The logical extension of this, then, is that if after that `document.registerElement` call I do 
`document.body.innerHTML = <my-q cite="foo">blah</my-q>`

Ah, here we go.  This is the part where the trouble starts, indeed.

This is why custom elements currently uses <q is="my-q"> for creating custom element subclasses of things that are more specific than HTMLElement. Yes, it's ugly. But the alternative is at least major rewrite of the HTML spec and at least large parts of Gecko/WebKit/Blink. :( I can't speak to whether Trident is doing a bunch of localName checks internally.

However this idea that we'd like custom elements which inherit from existing 
elements to have their internal slots ties in to the whole upgrading mess

Right, which you get for free with the <q is="my-q"> setup, since you just get the slots for <q> and then the upgrade just has to worry about your proto chain...

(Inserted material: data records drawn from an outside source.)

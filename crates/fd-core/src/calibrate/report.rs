//! Persisted evaluation report.
//!
//! Produces the evaluation report in two forms:
//! - JSON for storage next to a trained model
//! - ASCII for terminal display

use super::classification::{ClassificationReport, ConfusionMatrix};
use super::curve::CalibrationCurve;
use super::evaluator::{ClassificationEvaluator, HardSample, MetricSummary};
use chrono::{DateTime, Utc};
use fd_common::{Result, SCHEMA_VERSION};
use fd_config::ConfigSnapshot;
use schemars::JsonSchema;
use serde::{Deserialize, Serialize};
use std::path::Path;

/// A complete evaluation report.
#[derive(Debug, Clone, PartialEq, Serialize, Deserialize, JsonSchema)]
pub struct EvaluationReport {
    pub schema_version: String,
    pub generated_at: DateTime<Utc>,
    pub model_name: String,
    pub threshold: f64,
    pub n_samples: usize,
    pub n_positive: usize,
    pub n_negative: usize,
    /// Scalar metrics keyed by display name.
    pub metrics: MetricSummary,
    pub confusion_matrix: ConfusionMatrix,
    pub classification: ClassificationReport,
    pub calibration: CalibrationCurve,
    pub hard_samples: Vec<HardSample>,
    /// Configuration that produced this report.
    #[serde(default, skip_serializing_if = "Option::is_none")]
    pub config: Option<ConfigSnapshot>,
}

impl EvaluationReport {
    pub(crate) fn new(
        eval: &ClassificationEvaluator,
        metrics: MetricSummary,
        calibration: CalibrationCurve,
        hard_samples: Vec<HardSample>,
    ) -> Self {
        let data = eval.data();
        let confusion_matrix = eval.confusion_matrix();
        EvaluationReport {
            schema_version: SCHEMA_VERSION.to_string(),
            generated_at: Utc::now(),
            model_name: eval.model_name().to_string(),
            threshold: eval.threshold(),
            n_samples: data.len(),
            n_positive: data.positive_count(),
            n_negative: data.negative_count(),
            metrics,
            confusion_matrix,
            classification: ClassificationReport::from_confusion(&confusion_matrix),
            calibration,
            hard_samples,
            config: None,
        }
    }

    /// Attach the configuration snapshot.
    pub fn with_config(mut self, snapshot: ConfigSnapshot) -> Self {
        self.config = Some(snapshot);
        self
    }

    /// Write pretty JSON to `path`.
    pub fn write_json(&self, path: &Path) -> Result<()> {
        let json = serde_json::to_string_pretty(self)?;
        std::fs::write(path, json)?;
        Ok(())
    }

    /// Read a report previously written by [`EvaluationReport::write_json`].
    pub fn read_json(path: &Path) -> Result<Self> {
        let text = std::fs::read_to_string(path)?;
        Ok(serde_json::from_str(&text)?)
    }

    /// Generate ASCII report for terminal display.
    pub fn ascii_report(&self, curve_width: usize, curve_height: usize) -> String {
        let mut output = String::new();

        output.push_str("╔════════════════════════════════════════════════════════════╗\n");
        output.push_str("║              MODEL EVALUATION REPORT                       ║\n");
        output.push_str("╚════════════════════════════════════════════════════════════╝\n\n");
        output.push_str(&format!(
            "Model: {}  (threshold={})\n\n",
            self.model_name, self.threshold
        ));

        output.push_str("─── Metrics ───────────────────────────────────────────────\n");
        for (name, value) in self.metrics.iter() {
            output.push_str(&format!("  {:<20} {:.6}\n", format!("{}:", name), value));
        }
        output.push('\n');

        output.push_str("─── Data Summary ──────────────────────────────────────────\n");
        output.push_str(&format!("  Total Samples:    {}\n", self.n_samples));
        output.push_str(&format!(
            "  Fraud (1):        {} ({:.2}%)\n",
            self.n_positive,
            100.0 * self.n_positive as f64 / self.n_samples.max(1) as f64
        ));
        output.push_str(&format!(
            "  Legitimate (0):   {} ({:.2}%)\n",
            self.n_negative,
            100.0 * self.n_negative as f64 / self.n_samples.max(1) as f64
        ));
        output.push('\n');

        output.push_str("─── Confusion Matrix ──────────────────────────────────────\n");
        let cm = &self.confusion_matrix;
        output.push_str("                 Pred Legit   Pred Fraud\n");
        output.push_str(&format!(
            "  Actual Legit  {:>11} {:>12}\n",
            cm.true_negatives, cm.false_positives
        ));
        output.push_str(&format!(
            "  Actual Fraud  {:>11} {:>12}\n",
            cm.false_negatives, cm.true_positives
        ));
        output.push('\n');

        output.push_str("─── Classification Report ─────────────────────────────────\n");
        output.push_str(&self.classification.render());
        output.push('\n');

        output.push_str("─── Calibration by Score Bucket ─────────────────────────\n");
        for bin in &self.calibration.bins {
            let lower = (bin.lower * 100.0).round() as i32;
            let upper = (bin.upper * 100.0).round() as i32;
            if bin.count == 0 {
                output.push_str(&format!("  {:>3}-{:>3}: no data\n", lower, upper));
            } else {
                output.push_str(&format!(
                    "  {:>3}-{:>3}: Predicted {:>5.1}%, Actual {:>5.1}% (n={})\n",
                    lower,
                    upper,
                    bin.mean_predicted * 100.0,
                    bin.actual_rate * 100.0,
                    bin.count
                ));
            }
        }
        output.push('\n');

        output.push_str("─── Calibration Curve ─────────────────────────────────────\n");
        output.push_str(&self.calibration.ascii_curve(curve_width, curve_height));
        output.push('\n');

        output.push_str("─── Hardest Misclassifications ────────────────────────────\n");
        if self.hard_samples.is_empty() {
            output.push_str("  No misclassified samples.\n");
        }
        for s in &self.hard_samples {
            output.push_str(&format!(
                "  [{}]  idx={:>7}  true={}  prob={:.4}  loss={:.4}\n",
                s.kind.short(),
                s.index,
                s.true_label,
                s.pred_prob,
                s.loss
            ));
        }

        output
    }
}

#[cfg(test)]
mod tests {
    use super::*;
    use fd_config::{ConfigSource, ToolkitConfig};
    use tempfile::TempDir;

    fn report() -> EvaluationReport {
        let y = [0.0, 0.0, 1.0, 1.0, 0.0, 1.0];
        let p = [0.1, 0.9, 0.2, 0.8, 0.6, 0.05];
        ClassificationEvaluator::new(&y, &p, 0.5, "Test")
            .unwrap()
            .report(3)
            .unwrap()
    }

    #[test]
    fn test_report_fields() {
        let r = report();
        assert_eq!(r.schema_version, SCHEMA_VERSION);
        assert_eq!(r.n_samples, 6);
        assert_eq!(r.n_positive, 3);
        assert_eq!(r.hard_samples.len(), 3);
        assert_eq!(r.confusion_matrix.total(), 6);
        assert_eq!(r.calibration.num_bins, 10);
        assert!(r.config.is_none());
    }

    #[test]
    fn test_json_roundtrip_through_file() {
        let dir = TempDir::new().unwrap();
        let path = dir.path().join("eval.json");
        let snapshot = ConfigSnapshot::new(
            &ToolkitConfig::default(),
            None,
            ConfigSource::BuiltinDefault,
            None,
        );
        let r = report().with_config(snapshot);
        r.write_json(&path).unwrap();

        let text = std::fs::read_to_string(&path).unwrap();
        assert!(text.contains("\"ROC-AUC\""));
        assert!(text.contains("\"false_negative\""));

        let back = EvaluationReport::read_json(&path).unwrap();
        assert_eq!(back.model_name, r.model_name);
        assert_eq!(back.generated_at, r.generated_at);
        assert_eq!(back.confusion_matrix, r.confusion_matrix);
        assert_eq!(
            back.hard_samples.iter().map(|s| s.index).collect::<Vec<_>>(),
            r.hard_samples.iter().map(|s| s.index).collect::<Vec<_>>()
        );
        assert_eq!(
            back.config.map(|c| c.hash),
            r.config.map(|c| c.hash)
        );
    }

    #[test]
    fn test_ascii_report_sections() {
        let text = report().ascii_report(40, 10);
        for section in [
            "MODEL EVALUATION REPORT",
            "Metrics",
            "Confusion Matrix",
            "Classification Report",
            "Calibration Curve",
            "Hardest Misclassifications",
        ] {
            assert!(text.contains(section), "missing {section}");
        }
    }
}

i.e. it might not be possible at all to make upgraded elements behave anything 
like parsed-from-scratch elements.

I fully expect upgraded elements to perform worse than parsed-from-scratch elements in practice, because of the deoptimizing effects of the dynamic __proto__ mutation involved in the upgrade. Maybe JS engines will work on making this deoptimize less, but it's not clear to me that it's been a huge priority for them so far.